(DATA EXCERPTS Opens)

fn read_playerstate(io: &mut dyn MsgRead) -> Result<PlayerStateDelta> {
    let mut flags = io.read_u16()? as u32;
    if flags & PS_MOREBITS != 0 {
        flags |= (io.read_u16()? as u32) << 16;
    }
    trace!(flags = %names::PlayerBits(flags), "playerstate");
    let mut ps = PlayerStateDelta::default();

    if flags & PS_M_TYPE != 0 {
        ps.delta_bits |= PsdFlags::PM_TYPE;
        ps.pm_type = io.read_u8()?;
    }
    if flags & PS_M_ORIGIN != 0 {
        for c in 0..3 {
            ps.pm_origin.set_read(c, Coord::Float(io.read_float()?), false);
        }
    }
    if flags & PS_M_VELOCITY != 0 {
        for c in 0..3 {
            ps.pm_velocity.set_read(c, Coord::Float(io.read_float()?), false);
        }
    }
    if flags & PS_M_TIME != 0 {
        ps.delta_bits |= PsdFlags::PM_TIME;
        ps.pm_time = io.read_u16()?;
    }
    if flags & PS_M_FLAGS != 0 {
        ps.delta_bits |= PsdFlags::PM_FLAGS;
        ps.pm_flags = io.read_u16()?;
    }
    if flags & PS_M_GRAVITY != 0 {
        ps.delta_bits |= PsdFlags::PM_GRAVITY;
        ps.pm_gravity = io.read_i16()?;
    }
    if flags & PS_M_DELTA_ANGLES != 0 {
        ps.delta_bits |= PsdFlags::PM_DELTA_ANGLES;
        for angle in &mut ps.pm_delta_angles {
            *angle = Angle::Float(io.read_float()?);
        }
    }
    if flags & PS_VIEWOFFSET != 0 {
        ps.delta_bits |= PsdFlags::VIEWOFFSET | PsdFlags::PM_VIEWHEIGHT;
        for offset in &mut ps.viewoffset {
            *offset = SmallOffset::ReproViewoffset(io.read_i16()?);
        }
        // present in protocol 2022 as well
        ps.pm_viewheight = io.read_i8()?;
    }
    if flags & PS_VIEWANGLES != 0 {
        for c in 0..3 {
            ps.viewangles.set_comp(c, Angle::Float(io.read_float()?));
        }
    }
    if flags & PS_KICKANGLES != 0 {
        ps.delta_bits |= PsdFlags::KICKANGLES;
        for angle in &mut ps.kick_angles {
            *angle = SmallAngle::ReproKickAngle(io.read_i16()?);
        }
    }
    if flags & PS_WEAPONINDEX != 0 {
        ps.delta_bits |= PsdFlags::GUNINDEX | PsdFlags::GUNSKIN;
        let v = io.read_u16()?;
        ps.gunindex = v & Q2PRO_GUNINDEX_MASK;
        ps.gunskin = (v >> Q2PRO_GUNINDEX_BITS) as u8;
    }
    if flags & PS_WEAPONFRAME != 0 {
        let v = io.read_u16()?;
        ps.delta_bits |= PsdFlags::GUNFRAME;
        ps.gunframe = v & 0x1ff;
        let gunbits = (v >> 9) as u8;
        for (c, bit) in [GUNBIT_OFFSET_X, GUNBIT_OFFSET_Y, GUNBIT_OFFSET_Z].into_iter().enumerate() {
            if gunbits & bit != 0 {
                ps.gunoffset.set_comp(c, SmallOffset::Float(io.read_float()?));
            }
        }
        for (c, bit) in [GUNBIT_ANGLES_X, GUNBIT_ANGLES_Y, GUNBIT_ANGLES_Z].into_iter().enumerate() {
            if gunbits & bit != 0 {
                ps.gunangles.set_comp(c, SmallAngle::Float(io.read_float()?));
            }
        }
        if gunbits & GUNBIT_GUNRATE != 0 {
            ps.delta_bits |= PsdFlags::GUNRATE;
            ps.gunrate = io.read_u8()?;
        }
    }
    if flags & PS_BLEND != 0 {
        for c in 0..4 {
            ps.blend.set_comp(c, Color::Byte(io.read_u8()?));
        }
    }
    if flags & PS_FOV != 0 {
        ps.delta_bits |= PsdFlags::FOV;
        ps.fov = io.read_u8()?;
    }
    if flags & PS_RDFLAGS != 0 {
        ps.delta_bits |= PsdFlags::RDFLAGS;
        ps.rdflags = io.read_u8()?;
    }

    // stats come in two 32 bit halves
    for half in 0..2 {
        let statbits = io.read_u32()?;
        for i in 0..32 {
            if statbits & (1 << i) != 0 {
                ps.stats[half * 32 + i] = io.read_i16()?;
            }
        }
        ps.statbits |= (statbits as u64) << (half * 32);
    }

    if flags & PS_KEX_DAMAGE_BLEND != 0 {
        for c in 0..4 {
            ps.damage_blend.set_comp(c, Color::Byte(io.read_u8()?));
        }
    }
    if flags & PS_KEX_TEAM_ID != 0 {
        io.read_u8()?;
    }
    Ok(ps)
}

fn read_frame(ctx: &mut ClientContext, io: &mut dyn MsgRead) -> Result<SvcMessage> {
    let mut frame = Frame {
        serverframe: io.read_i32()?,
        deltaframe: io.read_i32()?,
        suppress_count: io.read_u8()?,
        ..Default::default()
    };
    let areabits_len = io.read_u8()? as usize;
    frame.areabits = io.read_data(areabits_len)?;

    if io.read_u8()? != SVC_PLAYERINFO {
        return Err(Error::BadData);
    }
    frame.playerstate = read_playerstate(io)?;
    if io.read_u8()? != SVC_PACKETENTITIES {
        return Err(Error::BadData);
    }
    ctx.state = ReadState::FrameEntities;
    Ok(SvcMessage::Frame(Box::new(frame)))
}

(DATA EXCERPTS Closes)

_WHAT THE EXERCISE ASKS_
Copy the lines above exactly. Start with the line containing "if flags & PS_KEX_DAMAGE_BLEND", end with the line containing "let mut frame", and include both.

_SOLUTION TO THIS EXERCISE_
    if flags & PS_KEX_DAMAGE_BLEND != 0 {
        for c in 0..4 {
            ps.damage_blend.set_comp(c, Color::Byte(io.read_u8()?));
        }
    }
    if flags & PS_KEX_TEAM_ID != 0 {
        io.read_u8()?;
    }
    Ok(ps)
}

fn read_frame(ctx: &mut ClientContext, io: &mut dyn MsgRead) -> Result<SvcMessage> {
    let mut frame = Frame {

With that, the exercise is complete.